→ WHAT TO DO: Reproduce the data below line by line, from its first line to the line with "pub const DEGRADED_ANSWER: &str", both included, and nothing past that point.

→ THE INPUT:
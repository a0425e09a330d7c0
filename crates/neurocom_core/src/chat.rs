//! crates/neurocom_core/src/chat.rs
//!
//! Orchestrates a single chat turn for either assistant.
//!
//! Authentication, tier and quota checks happen at the edge before a turn gets
//! here. From `SessionResolved` on, only a failed or timed-out model call ends
//! the turn early; embedding, retrieval, follow-up and persistence problems
//! are logged and the turn carries on without the affected piece.

use std::sync::Arc;

use tracing::{debug, warn};
use uuid::Uuid;

use crate::context::{ContextAssembler, ContextRequest};
use crate::conversation::ConversationStore;
use crate::domain::{ConversationScope, Turn, UserProfile};
use crate::error::{CoreError, CoreResult};
use crate::ports::UserRepository;
use crate::recap::{detect_recap_request, format_recap};
use crate::synthesis::{Persona, PromptParts, Synthesizer};

/// Shown to the user when the model produced no usable text.
pub const DEGRADED_ANSWER: &str =
    "Desculpe, não consegui formular uma resposta agora. Pode reformular a pergunta ou tentar novamente?";

#[derive(Debug, Clone, PartialEq)]
pub struct ChatSettings {
    /// Turns of the current stream included verbatim in the prompt.
    pub recent_turns: u32,
    /// Whether the conversational assistant generates follow-up questions.
    pub followups_enabled: bool,
}

impl Default for ChatSettings {
    fn default() -> Self {
        Self {
            recent_turns: 10,
            followups_enabled: true,
        }
    }
}

/// Progress of a chat turn, logged as it advances.
#[derive(Debug, Clone, Copy, PartialEq, Eq)]
pub enum TurnStage {
    SessionResolved,
    RecapShortCircuit,
    ContextAssembled,
    Synthesized,
    Persisted,
    Returned,
}

#[derive(Debug, Clone, PartialEq)]
pub struct ConversationalReply {
    pub answer: String,
    pub session_id: Uuid,
    pub followups: Vec<String>,
}

#[derive(Debug, Clone, PartialEq)]
pub struct GuardianReply {
    pub answer: String,
    /// `None` when the turn could not be persisted.
    pub turn_id: Option<i64>,
}

pub struct ChatService {
    conversations: ConversationStore,
    assembler: Arc<ContextAssembler>,
    synthesizer: Synthesizer,
    users: Arc<dyn UserRepository>,
    settings: ChatSettings,
}

impl ChatService {
    pub fn new(
        conversations: ConversationStore,
        assembler: Arc<ContextAssembler>,
        synthesizer: Synthesizer,
        users: Arc<dyn UserRepository>,
        settings: ChatSettings,
    ) -> Self {
        Self {
            conversations,
            assembler,
            synthesizer,
            users,
            settings,
        }
    }

    /// A turn of the session-scoped conversational assistant.
    ///
    /// `want_followups = Some(false)` skips follow-up generation for this turn.
    pub async fn converse(
        &self,
        user_id: Uuid,
        message: &str,
        session_id: Option<Uuid>,
        want_followups: Option<bool>,
    ) -> CoreResult<ConversationalReply> {
        let message = require_message(message)?;

        let session = self.conversations.ensure_session(user_id, session_id).await?;
        let scope = ConversationScope::Session(session.id);
        stage(user_id, TurnStage::SessionResolved);

        if let Some(count) = detect_recap_request(message) {
            let questions = self
                .conversations
                .recap_questions(user_id, scope, count)
                .await?;
            stage(user_id, TurnStage::RecapShortCircuit);
            return Ok(ConversationalReply {
                answer: format_recap(&questions),
                session_id: session.id,
                followups: Vec::new(),
            });
        }

        let answer = self
            .answer(user_id, message, scope, Persona::Conversational, None)
            .await?;

        let followups = if self.settings.followups_enabled && want_followups != Some(false) {
            self.synthesizer.followups(message, &answer).await
        } else {
            Vec::new()
        };

        if self
            .persist(user_id, scope, message, &answer, followups.clone())
            .await
            .is_some()
        {
            self.conversations.title_if_first_turn(&session, message).await;
        }

        stage(user_id, TurnStage::Returned);
        Ok(ConversationalReply {
            answer,
            session_id: session.id,
            followups,
        })
    }

    /// A turn of the guardian assistant on the user's continuous stream.
    pub async fn guide(&self, user_id: Uuid, message: &str) -> CoreResult<GuardianReply> {
        let message = require_message(message)?;
        let scope = ConversationScope::Continuous;
        stage(user_id, TurnStage::SessionResolved);

        let profile = match self.users.find_profile(user_id).await {
            Ok(profile) => profile,
            Err(e) => {
                warn!("Profile of user {} unavailable: {}", user_id, e);
                None
            }
        };

        let answer = self
            .answer(user_id, message, scope, Persona::Guardian, profile.as_ref())
            .await?;

        let turn_id = self
            .persist(user_id, scope, message, &answer, Vec::new())
            .await
            .map(|turn| turn.id);

        stage(user_id, TurnStage::Returned);
        Ok(GuardianReply { answer, turn_id })
    }

    /// Context, transcript and synthesis for one message.
    async fn answer(
        &self,
        user_id: Uuid,
        message: &str,
        scope: ConversationScope,
        persona: Persona,
        profile: Option<&UserProfile>,
    ) -> CoreResult<String> {
        let request = ContextRequest {
            user_id,
            query: Some(message),
            scope,
        };
        let (context, recent) = tokio::join!(
            self.assembler.assemble(request),
            self.conversations
                .recent_turns(user_id, scope, self.settings.recent_turns),
        );
        let recent = recent.unwrap_or_else(|e| {
            warn!("Recent turns unavailable for prompt: {}", e);
            Vec::new()
        });
        stage(user_id, TurnStage::ContextAssembled);

        let raw = self
            .synthesizer
            .synthesize(&PromptParts {
                persona,
                profile,
                context: &context,
                recent_turns: &recent,
                message,
            })
            .await?;
        stage(user_id, TurnStage::Synthesized);

        if raw.is_empty() {
            return Ok(DEGRADED_ANSWER.to_string());
        }
        Ok(raw)
    }

    /// Stores the turn; a failure is already logged and does not fail the reply.
    async fn persist(
        &self,
        user_id: Uuid,
        scope: ConversationScope,
        message: &str,
        answer: &str,
        followups: Vec<String>,
    ) -> Option<Turn> {
        let turn = self
            .conversations
            .append_turn(user_id, scope, message, answer, followups)
            .await
            .ok()?;
        stage(user_id, TurnStage::Persisted);
        Some(turn)
    }
}

fn require_message(message: &str) -> CoreResult<&str> {
    let message = message.trim();
    if message.is_empty() {
        return Err(CoreError::Validation("message must not be empty".to_string()));
    }
    Ok(message)
}

fn stage(user_id: Uuid, stage: TurnStage) {
    debug!("Chat turn for user {} reached {:?}", user_id, stage);
}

→ REPLY:
repository a0425e09a330d7c0
filename crates/neurocom_core/src/chat.rs
//! crates/neurocom_core/src/chat.rs
//!
//! Orchestrates a single chat turn for either assistant.
//!
//! Authentication, tier and quota checks happen at the edge before a turn gets
//! here. From `SessionResolved` on, only a failed or timed-out model call ends
//! the turn early; embedding, retrieval, follow-up and persistence problems
//! are logged and the turn carries on without the affected piece.

use std::sync::Arc;

use tracing::{debug, warn};
use uuid::Uuid;

use crate::context::{ContextAssembler, ContextRequest};
use crate::conversation::ConversationStore;
use crate::domain::{ConversationScope, Turn, UserProfile};
use crate::error::{CoreError, CoreResult};
use crate::ports::UserRepository;
use crate::recap::{detect_recap_request, format_recap};
use crate::synthesis::{Persona, PromptParts, Synthesizer};

/// Shown to the user when the model produced no usable text.
pub const DEGRADED_ANSWER: &str =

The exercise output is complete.